Maintenance Work Orders (MWOs) are a useful way of recording semi-structured information regarding maintenance activities in a factory or other industrial setting. Analysis of these MWOs could provide valuable insights regarding the many facets of reliability, maintenance, and planning. Information such as which maintenance activities consume the most work hours, identification of problem machines, and spare parts needs can all be inferred to some degree from well-documented MWOs. However, before one can derive insights, it is first necessary to transform the data in the MWOs (generally some form of natural language) into something more suitable for computer analysis. NIST previously developed a computer aided tagging system that allows for the quick identification of key concepts within the natural language of the MWOs, and a protocol for categorizing these concepts as problems, solutions, or items.
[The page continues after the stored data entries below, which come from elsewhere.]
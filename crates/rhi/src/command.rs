//! Command pool and command buffer management.
//!
//! [`CommandBuffer`] pairs a `VkCommandBuffer` with a [`CommandBufferState`]
//! tag. Every recording call checks the tag first and fails with
//! [`RhiError::InvalidCommandBufferState`] when the call does not match the
//! recording protocol:
//!
//! ```text
//! NotAllocated --allocate--> Ready --begin--> Recording
//! Recording --begin render pass--> InRenderPass --end render pass--> Recording
//! Recording --end--> RecordingEnded --submit--> Submitted
//! Submitted --reset (implicit on begin)--> Ready
//! any allocated state --free--> NotAllocated
//! ```
//!
//! # Example
//!
//! ```no_run
//! use std::sync::Arc;
//! use ember_rhi::command::CommandPool;
//! use ember_rhi::device::Device;
//!
//! # fn example(device: Arc<Device>) -> Result<(), ember_rhi::RhiError> {
//! let pool = CommandPool::new(device.clone(), device.graphics_family())?;
//! let mut buffers = pool.allocate_primary(3)?;
//!
//! let cmd = &mut buffers[0];
//! cmd.begin(false, false, false)?;
//! // ... record commands ...
//! cmd.end()?;
//! # Ok(())
//! # }
//! ```

use std::sync::Arc;

use ash::vk;
use tracing::{error, info};

use crate::device::Device;
use crate::error::{RhiError, RhiResult};

/// Recording state of a command buffer.
#[derive(Clone, Copy, Debug, PartialEq, Eq)]
pub enum CommandBufferState {
    /// No Vulkan buffer behind the wrapper.
    NotAllocated,
    /// Allocated or reset; may begin recording.
    Ready,
    /// Between begin and end, outside a render pass.
    Recording,
    /// Inside a render pass.
    InRenderPass,
    /// Recording finished; may be submitted.
    RecordingEnded,
    /// Handed to a queue.
    Submitted,
}

/// Operation requested on a command buffer.
#[derive(Clone, Copy, Debug, PartialEq, Eq)]
pub enum CommandBufferOp {
    Allocate,
    Begin,
    BeginRenderPass,
    EndRenderPass,
    End,
    Submit,
    Reset,
    Free,
}

impl CommandBufferState {
    /// Returns the state after `op`, or an error if `op` is not legal here.
    ///
    /// `Begin` on a `Submitted` buffer performs the implicit reset.
    pub fn transition(self, op: CommandBufferOp) -> RhiResult<Self> {
        use CommandBufferOp as Op;
        use CommandBufferState as State;

        let next = match (self, op) {
            (State::NotAllocated, Op::Allocate) => State::Ready,
            (State::Ready | State::Submitted, Op::Begin) => State::Recording,
            (State::Recording, Op::BeginRenderPass) => State::InRenderPass,
            (State::InRenderPass, Op::EndRenderPass) => State::Recording,
            (State::Recording, Op::End) => State::RecordingEnded,
            (State::RecordingEnded, Op::Submit) => State::Submitted,
            (State::Submitted, Op::Reset) => State::Ready,
            (state, Op::Free) if state != State::NotAllocated => State::NotAllocated,
            (state, operation) => {
                error!(
                    "Command buffer protocol violation: {:?} in state {:?}",
                    operation, state
                );
                return Err(RhiError::InvalidCommandBufferState { operation, state });
            }
        };

        Ok(next)
    }
}

/// Vulkan command pool wrapper.
///
/// Created with `RESET_COMMAND_BUFFER` so each buffer can be reset on its
/// own when it is begun again.
///
/// # Thread Safety
///
/// Vulkan command pools are externally synchronized. Allocate, free and
/// record buffers of one pool from a single thread.
pub struct CommandPool {
    /// Reference to the logical device.
    device: Arc<Device>,
    /// Vulkan command pool handle.
    pool: vk::CommandPool,
    /// Queue family the buffers are submitted to.
    queue_family_index: u32,
}

impl CommandPool {
    /// Creates a command pool for `queue_family_index`.
    ///
    /// # Arguments
    ///
    /// * `device` - The logical device
    /// * `queue_family_index` - Family of the queue the buffers will be
    ///   submitted to
    ///
    /// # Errors
    ///
    /// Returns an error if command pool creation fails.
    pub fn new(device: Arc<Device>, queue_family_index: u32) -> RhiResult<Self> {
        let create_info = vk::CommandPoolCreateInfo::default()
            .queue_family_index(queue_family_index)
            .flags(vk::CommandPoolCreateFlags::RESET_COMMAND_BUFFER);

        let pool = unsafe { device.handle().create_command_pool(&create_info, None)? };

        info!(
            "Command pool created for queue family {}",
            queue_family_index
        );

        Ok(Self {
            device,
            pool,
            queue_family_index,
        })
    }

    /// Returns the Vulkan command pool handle.
    #[inline]
    pub fn handle(&self) -> vk::CommandPool {
        self.pool
    }

    #[inline]
    pub fn queue_family_index(&self) -> u32 {
        self.queue_family_index
    }

    /// Allocates `count` primary command buffers in the `Ready` state.
    ///
    /// # Errors
    ///
    /// Returns an error if any allocation fails. Buffers allocated before
    /// the failure are released with the pool.
    pub fn allocate_primary(&self, count: u32) -> RhiResult<Vec<CommandBuffer>> {
        (0..count)
            .map(|_| CommandBuffer::allocate(self.device.clone(), self, true))
            .collect()
    }
}

impl Drop for CommandPool {
    fn drop(&mut self) {
        unsafe {
            self.device.handle().destroy_command_pool(self.pool, None);
        }
        info!(
            "Command pool destroyed for queue family {}",
            self.queue_family_index
        );
    }
}

/// A command buffer and its recording state.
///
/// Buffers are returned to their pool with [`CommandBuffer::free`]; any
/// still allocated when the pool is destroyed are released with it.
///
/// # Thread Safety
///
/// Recording mutates both the Vulkan buffer and the state tag, so every
/// recording call takes `&mut self`. The owning pool's synchronization
/// rules apply as well.
pub struct CommandBuffer {
    /// Reference to the logical device.
    device: Arc<Device>,
    /// Vulkan command buffer handle; null once freed.
    buffer: vk::CommandBuffer,
    /// Where the buffer is in the recording protocol.
    state: CommandBufferState,
}

impl CommandBuffer {
    /// Allocates one command buffer from `pool`.
    ///
    /// # Arguments
    ///
    /// * `device` - The logical device
    /// * `pool` - Pool to allocate from
    /// * `primary` - `true` for a primary buffer, `false` for a secondary
    ///
    /// # Errors
    ///
    /// Returns an error if allocation fails.
    pub fn allocate(device: Arc<Device>, pool: &CommandPool, primary: bool) -> RhiResult<Self> {
        let level = if primary {
            vk::CommandBufferLevel::PRIMARY
        } else {
            vk::CommandBufferLevel::SECONDARY
        };

        let alloc_info = vk::CommandBufferAllocateInfo::default()
            .command_pool(pool.handle())
            .level(level)
            .command_buffer_count(1);

        let state = CommandBufferState::NotAllocated.transition(CommandBufferOp::Allocate)?;
        let buffers = unsafe { device.handle().allocate_command_buffers(&alloc_info)? };
        let buffer = buffers
            .into_iter()
            .next()
            .ok_or(RhiError::VulkanError(vk::Result::ERROR_OUT_OF_HOST_MEMORY))?;

        Ok(Self {
            device,
            buffer,
            state,
        })
    }

    /// Returns the Vulkan command buffer handle.
    ///
    /// This handle can be used directly with Vulkan API calls.
    #[inline]
    pub fn handle(&self) -> vk::CommandBuffer {
        self.buffer
    }

    /// Returns the current recording state.
    #[inline]
    pub fn state(&self) -> CommandBufferState {
        self.state
    }

    fn advance(&self, op: CommandBufferOp) -> RhiResult<CommandBufferState> {
        self.state.transition(op)
    }

    // =========================================================================
    // Recording Control
    // =========================================================================

    /// Starts recording. A previously submitted buffer is reset first.
    ///
    /// # Arguments
    ///
    /// * `single_use` - Sets `ONE_TIME_SUBMIT`
    /// * `render_pass_continue` - Sets `RENDER_PASS_CONTINUE` (secondary
    ///   buffers only)
    /// * `simultaneous_use` - Sets `SIMULTANEOUS_USE`
    ///
    /// # Errors
    ///
    /// Returns [`RhiError::InvalidCommandBufferState`] unless the buffer is
    /// `Ready` or `Submitted`, or an error if the reset or
    /// `vkBeginCommandBuffer` fails. The state is unchanged on error.
    pub fn begin(
        &mut self,
        single_use: bool,
        render_pass_continue: bool,
        simultaneous_use: bool,
    ) -> RhiResult<()> {
        let next = self.advance(CommandBufferOp::Begin)?;

        if self.state == CommandBufferState::Submitted {
            unsafe {
                self.device
                    .handle()
                    .reset_command_buffer(self.buffer, vk::CommandBufferResetFlags::empty())?;
            }
        }

        let mut flags = vk::CommandBufferUsageFlags::empty();
        if single_use {
            flags |= vk::CommandBufferUsageFlags::ONE_TIME_SUBMIT;
        }
        if render_pass_continue {
            flags |= vk::CommandBufferUsageFlags::RENDER_PASS_CONTINUE;
        }
        if simultaneous_use {
            flags |= vk::CommandBufferUsageFlags::SIMULTANEOUS_USE;
        }

        let begin_info = vk::CommandBufferBeginInfo::default().flags(flags);

        unsafe {
            self.device
                .handle()
                .begin_command_buffer(self.buffer, &begin_info)?;
        }

        self.state = next;
        Ok(())
    }

    /// Finishes recording.
    ///
    /// # Errors
    ///
    /// Returns [`RhiError::InvalidCommandBufferState`] unless the buffer is
    /// `Recording` (in particular, inside a render pass), or an error if
    /// `vkEndCommandBuffer` fails.
    pub fn end(&mut self) -> RhiResult<()> {
        let next = self.advance(CommandBufferOp::End)?;

        unsafe {
            self.device.handle().end_command_buffer(self.buffer)?;
        }

        self.state = next;
        Ok(())
    }

    /// Records that the buffer was handed to a queue.
    ///
    /// # Errors
    ///
    /// Returns [`RhiError::InvalidCommandBufferState`] unless recording has
    /// ended.
    pub fn mark_submitted(&mut self) -> RhiResult<()> {
        self.state = self.advance(CommandBufferOp::Submit)?;
        Ok(())
    }

    /// Returns a submitted buffer to `Ready` without recording.
    ///
    /// # Errors
    ///
    /// Returns [`RhiError::InvalidCommandBufferState`] unless the buffer is
    /// `Submitted`, or an error if `vkResetCommandBuffer` fails.
    pub fn reset(&mut self) -> RhiResult<()> {
        let next = self.advance(CommandBufferOp::Reset)?;

        unsafe {
            self.device
                .handle()
                .reset_command_buffer(self.buffer, vk::CommandBufferResetFlags::empty())?;
        }

        self.state = next;
        Ok(())
    }

    /// Returns the buffer to `pool`.
    ///
    /// # Errors
    ///
    /// Returns [`RhiError::InvalidCommandBufferState`] if the buffer was
    /// already freed.
    pub fn free(&mut self, pool: &CommandPool) -> RhiResult<()> {
        let next = self.advance(CommandBufferOp::Free)?;

        unsafe {
            self.device
                .handle()
                .free_command_buffers(pool.handle(), &[self.buffer]);
        }

        self.buffer = vk::CommandBuffer::null();
        self.state = next;
        Ok(())
    }

    // =========================================================================
    // Render Pass Scope
    // =========================================================================

    /// Records `vkCmdBeginRenderPass` and enters the `InRenderPass` state.
    ///
    /// # Errors
    ///
    /// Returns [`RhiError::InvalidCommandBufferState`] unless the buffer is
    /// `Recording`.
    pub fn begin_render_pass(&mut self, begin_info: &vk::RenderPassBeginInfo) -> RhiResult<()> {
        let next = self.advance(CommandBufferOp::BeginRenderPass)?;

        unsafe {
            self.device.handle().cmd_begin_render_pass(
                self.buffer,
                begin_info,
                vk::SubpassContents::INLINE,
            );
        }

        self.state = next;
        Ok(())
    }

    /// Records `vkCmdEndRenderPass` and returns to `Recording`.
    ///
    /// # Errors
    ///
    /// Returns [`RhiError::InvalidCommandBufferState`] unless the buffer is
    /// `InRenderPass`.
    pub fn end_render_pass(&mut self) -> RhiResult<()> {
        let next = self.advance(CommandBufferOp::EndRenderPass)?;

        unsafe {
            self.device.handle().cmd_end_render_pass(self.buffer);
        }

        self.state = next;
        Ok(())
    }

    // =========================================================================
    // Dynamic State
    // =========================================================================

    /// Sets viewport 0. Only valid while recording.
    pub fn set_viewport(&self, viewport: &vk::Viewport) {
        unsafe {
            self.device
                .handle()
                .cmd_set_viewport(self.buffer, 0, std::slice::from_ref(viewport));
        }
    }

    pub fn set_scissor(&self, scissor: &vk::Rect2D) {
        unsafe {
            self.device
                .handle()
                .cmd_set_scissor(self.buffer, 0, std::slice::from_ref(scissor));
        }
    }
}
Using this annotation method, this paper investigates machine learning methods to gain insights about work hours needed for various maintenance activities. Through these techniques, it is possible to explain the factors captured in the MWOs that have the strongest relationship with the duration of maintenance actions. The workflow of this research is to first build strong data-driven models to classify the duration of any maintenance activity based on the language and concepts gathered from the associated MWO. Sensitivity analysis of the inputs to these classifiers can then be used to determine relationships and factors influencing maintenance activities. This paper investigates two machine learning models - a neural network classifier and a decision tree classifier. Input features for the classifier were the annotated concept tags for solutions, problems and items derived from MWOs of an actual manufacturer. This process for gaining insights can be generalized to various applications in the maintenance and Prognostics and Health Management (PHM) communities.